3. Use the number 12, 6, or 4 in the piece in some way.

4. Include a moment of discovery.

5. Conjure something from the myth/legend of the causeway.

6. Use the following text from Othello, Act II, scene i:

"The great contention of the sea and skies parted our fellowship."

7. Make an offering of some kind to the place.

The groups worked for 45 minutes, and then we promenaded to each location to view the short performances. I felt a great sense of pride watching the work that the students created in this devising exercise, as they truly found ways to engage with the site as an artistic home, albeit for a short time, while using their own creativity to re-tell the story of the causeway, often with some very different twists from the “accepted” myths and legends. This raised some questions about other audience members potentially overhearing these stories and thinking they were “true.” However, myths and legends, in their re-telling, shift and change from one teller to the next. And the students’ creations really drove that point home.
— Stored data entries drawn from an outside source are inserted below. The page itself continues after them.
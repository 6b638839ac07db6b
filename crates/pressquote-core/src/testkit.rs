//! Shared unit-test fixtures: a small but complete catalog snapshot and a
//! few representative jobs. Test-only.

use chrono::Utc;
use std::collections::HashMap;

use crate::config::PricingConfig;
use crate::money::Eur;
use crate::types::{
    BindingProcess, BindingRule, BindingType, Carrier, CatalogSnapshot, ClickDivisor, ColorMode,
    DepartmentRate, DigitalBindingTier, DigitalLaminationTier, FinishingOptions, FoldCost,
    FoldKind, FoldType, FormatCm, JobSpec, LaminationFinish, MachineFormat, OffsetBindingTier,
    PackagingOptions, PaperFinish, PaperGrammage, ProductKind, ZoneRate,
};

fn paper(id: &str, name: &str, grammage: f64, price_per_kg: f64) -> PaperGrammage {
    PaperGrammage {
        id: id.to_string(),
        paper_name: name.to_string(),
        finish: PaperFinish::from_name(name),
        grammage,
        price_per_kg: Eur::new(price_per_kg),
        ref_weight_kg_per_1000: None,
    }
}

fn color(id: &str, name: &str, plates_per_side: u32, has_varnish: bool) -> ColorMode {
    ColorMode {
        id: id.to_string(),
        name: name.to_string(),
        plates_per_side,
        has_varnish,
    }
}

/// A complete snapshot covering every pricing path the unit tests exercise.
pub fn snapshot() -> CatalogSnapshot {
    let bindings = vec![
        BindingType {
            id: "bind-staple".to_string(),
            name: "Piqûre 2 points".to_string(),
            process: BindingProcess::Stapling,
            digital_tiers: Vec::new(),
            offset_tiers: vec![OffsetBindingTier {
                min_signatures: 1,
                calage: Eur::new(40.0),
                roulage_per_1000: Eur::new(60.0),
            }],
            rules: Vec::new(),
        },
        BindingType {
            id: "bind-glued".to_string(),
            name: "Dos carré collé".to_string(),
            process: BindingProcess::Glued,
            digital_tiers: vec![DigitalBindingTier {
                min_pages: 8,
                max_pages: 200,
                min_qty: 1,
                max_qty: 2000,
                unit_cost: Eur::new(0.45),
                setup_cost: Eur::new(25.0),
            }],
            offset_tiers: vec![
                OffsetBindingTier {
                    min_signatures: 1,
                    calage: Eur::new(80.0),
                    roulage_per_1000: Eur::new(90.0),
                },
                OffsetBindingTier {
                    min_signatures: 4,
                    calage: Eur::new(110.0),
                    roulage_per_1000: Eur::new(80.0),
                },
            ],
            rules: vec![
                BindingRule::LightPaperSurcharge {
                    max_grammage: 70.0,
                    surcharge: 0.20,
                },
                BindingRule::InsertSurcharge {
                    single: 0.05,
                    multiple: 0.10,
                },
                BindingRule::MixedSignatureSurcharge { surcharge: 0.10 },
            ],
        },
        BindingType {
            id: "bind-sewn".to_string(),
            name: "Dos carré cousu collé".to_string(),
            process: BindingProcess::Sewn,
            digital_tiers: Vec::new(),
            offset_tiers: vec![OffsetBindingTier {
                min_signatures: 1,
                calage: Eur::new(120.0),
                roulage_per_1000: Eur::new(100.0),
            }],
            rules: Vec::new(),
        },
    ];

    let fold_types = vec![
        FoldType {
            id: "fold-roll".to_string(),
            name: "Pli roulé".to_string(),
            kind: FoldKind::Roll,
            costs: vec![
                FoldCost {
                    fold_count: 2,
                    per_1000: Eur::new(12.0),
                },
                FoldCost {
                    fold_count: 3,
                    per_1000: Eur::new(16.0),
                },
            ],
        },
        FoldType {
            id: "fold-cross".to_string(),
            name: "Pli croisé".to_string(),
            kind: FoldKind::Cross,
            costs: vec![
                FoldCost {
                    fold_count: 1,
                    per_1000: Eur::new(8.0),
                },
                FoldCost {
                    fold_count: 2,
                    per_1000: Eur::new(10.0),
                },
            ],
        },
    ];

    let laminations = vec![
        LaminationFinish {
            id: "lam-mat".to_string(),
            name: "Mat".to_string(),
            offset_rate_per_m2: Some(0.40),
            offset_calage: Some(Eur::new(30.0)),
            offset_minimum: Eur::new(35.0),
            digital_tiers: vec![DigitalLaminationTier {
                min_qty: 1,
                max_qty: 5000,
                per_sheet: Eur::new(0.18),
                setup: Eur::new(15.0),
            }],
        },
        LaminationFinish {
            id: "lam-soft".to_string(),
            name: "Soft touch".to_string(),
            offset_rate_per_m2: None,
            offset_calage: None,
            offset_minimum: Eur::zero(),
            digital_tiers: vec![DigitalLaminationTier {
                min_qty: 1,
                max_qty: 5000,
                per_sheet: Eur::new(0.25),
                setup: Eur::new(20.0),
            }],
        },
    ];

    let mut departments = HashMap::new();
    departments.insert("75".to_string(), 1);
    departments.insert("69".to_string(), 2);
    departments.insert("72".to_string(), 2);
    departments.insert("13".to_string(), 3);

    let carriers = vec![Carrier {
        id: "carrier-std".to_string(),
        name: "Transports Réunis".to_string(),
        active: true,
        zone_rates: vec![
            ZoneRate { zone: 1, max_weight_kg: 10.0, price: Eur::new(12.0) },
            ZoneRate { zone: 1, max_weight_kg: 30.0, price: Eur::new(18.0) },
            ZoneRate { zone: 1, max_weight_kg: 100.0, price: Eur::new(30.0) },
            ZoneRate { zone: 2, max_weight_kg: 10.0, price: Eur::new(15.0) },
            ZoneRate { zone: 2, max_weight_kg: 30.0, price: Eur::new(24.0) },
            ZoneRate { zone: 2, max_weight_kg: 100.0, price: Eur::new(40.0) },
            ZoneRate { zone: 3, max_weight_kg: 10.0, price: Eur::new(18.0) },
            ZoneRate { zone: 3, max_weight_kg: 30.0, price: Eur::new(28.0) },
            ZoneRate { zone: 3, max_weight_kg: 100.0, price: Eur::new(48.0) },
        ],
        department_rates: vec![DepartmentRate {
            department: "75".to_string(),
            max_weight_kg: 100.0,
            price: Eur::new(9.0),
        }],
    }];

    CatalogSnapshot {
        tenant: None,
        loaded_at: Utc::now(),
        papers: vec![
            paper("paper-90", "Offset blanc", 90.0, 1.35),
            paper("paper-135", "Couché satin", 135.0, 1.20),
            paper("paper-250", "Couché mat", 250.0, 1.40),
            paper("paper-heavy", "Couché mat", 300.0, 1.10),
        ],
        color_modes: vec![
            color("color-quadri", "Quadri", 4, false),
            color("color-mono", "Noir", 1, false),
            color("color-quadri-vernis", "Quadri + vernis machine", 5, true),
        ],
        bindings,
        fold_types,
        laminations,
        machine_formats: vec![
            MachineFormat {
                name: "52x74".to_string(),
                width_cm: 52.0,
                height_cm: 74.0,
            },
            MachineFormat {
                name: "65x92".to_string(),
                width_cm: 65.0,
                height_cm: 92.0,
            },
        ],
        click_divisors: vec![
            ClickDivisor {
                format_name: "A4".to_string(),
                width_cm: 21.0,
                height_cm: 29.7,
                recto: 2.0,
                recto_verso: 1.0,
            },
            ClickDivisor {
                format_name: "A5".to_string(),
                width_cm: 14.85,
                height_cm: 21.0,
                recto: 4.0,
                recto_verso: 2.0,
            },
        ],
        departments,
        carriers,
        config: PricingConfig::default(),
    }
}

/// A4 flyer, quadri recto-verso on coated 135g. No extras.
pub fn a4_flyer(quantity: u32) -> JobSpec {
    JobSpec {
        product: ProductKind::Flyer,
        quantity,
        closed_format: FormatCm::new(21.0, 29.7),
        open_format: FormatCm::new(21.0, 29.7),
        interior_pages: 0,
        cover_pages: 0,
        flap_cm: 0.0,
        interior_paper_id: "paper-135".to_string(),
        cover_paper_id: None,
        interior_color_id: "color-quadri".to_string(),
        cover_color_id: None,
        recto_verso: true,
        binding_id: None,
        fold: None,
        inserted_signatures: 0,
        lamination: None,
        finishing: FinishingOptions::default(),
        packaging: PackagingOptions::default(),
        delivery_points: Vec::new(),
        reference: None,
    }
}

/// A4 perfect-bound brochure: 90g quadri interior, 250g quadri cover.
pub fn glued_brochure(quantity: u32, interior_pages: u32) -> JobSpec {
    JobSpec {
        product: ProductKind::Brochure,
        quantity,
        closed_format: FormatCm::new(21.0, 29.7),
        open_format: FormatCm::new(21.0, 29.7),
        interior_pages,
        cover_pages: 4,
        flap_cm: 0.0,
        interior_paper_id: "paper-90".to_string(),
        cover_paper_id: Some("paper-250".to_string()),
        interior_color_id: "color-quadri".to_string(),
        cover_color_id: Some("color-quadri".to_string()),
        recto_verso: true,
        binding_id: Some("bind-glued".to_string()),
        fold: None,
        inserted_signatures: 0,
        lamination: None,
        finishing: FinishingOptions::default(),
        packaging: PackagingOptions::default(),
        delivery_points: Vec::new(),
        reference: None,
    }
}

/// Same brochure, saddle stitched and self-covered.
pub fn stapled_brochure(quantity: u32, interior_pages: u32) -> JobSpec {
    let mut job = glued_brochure(quantity, interior_pages);
    job.binding_id = Some("bind-staple".to_string());
    job.cover_pages = 0;
    job.cover_paper_id = None;
    job.cover_color_id = None;
    job
}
Reminder: We have to think carefully about authenticity and responsibility to the place that we are working in. It’s why one of the devising parameters involved making an offering to the causeway itself. We can’t take the stories of a place or a community only for our own benefit or purpose. Hopefully, the work that we create can also give something back to that location or group of people that we’ve worked with as an artist in that community. Again, the notion of insider/outsider came to the forefront of the work, and students continued to make those connections for the remainder of the day.

Giant’s Causeway should be on any trip to Ireland, particularly Northern Ireland. It’s not necessarily as majestic as the Cliffs of Moher or some other sites, but there’s something quite magical about it. It inspired some memorable performances for me, and I feel that I know the location better than I did after my first time, because the students immersed me in the world through their creative engagement with place.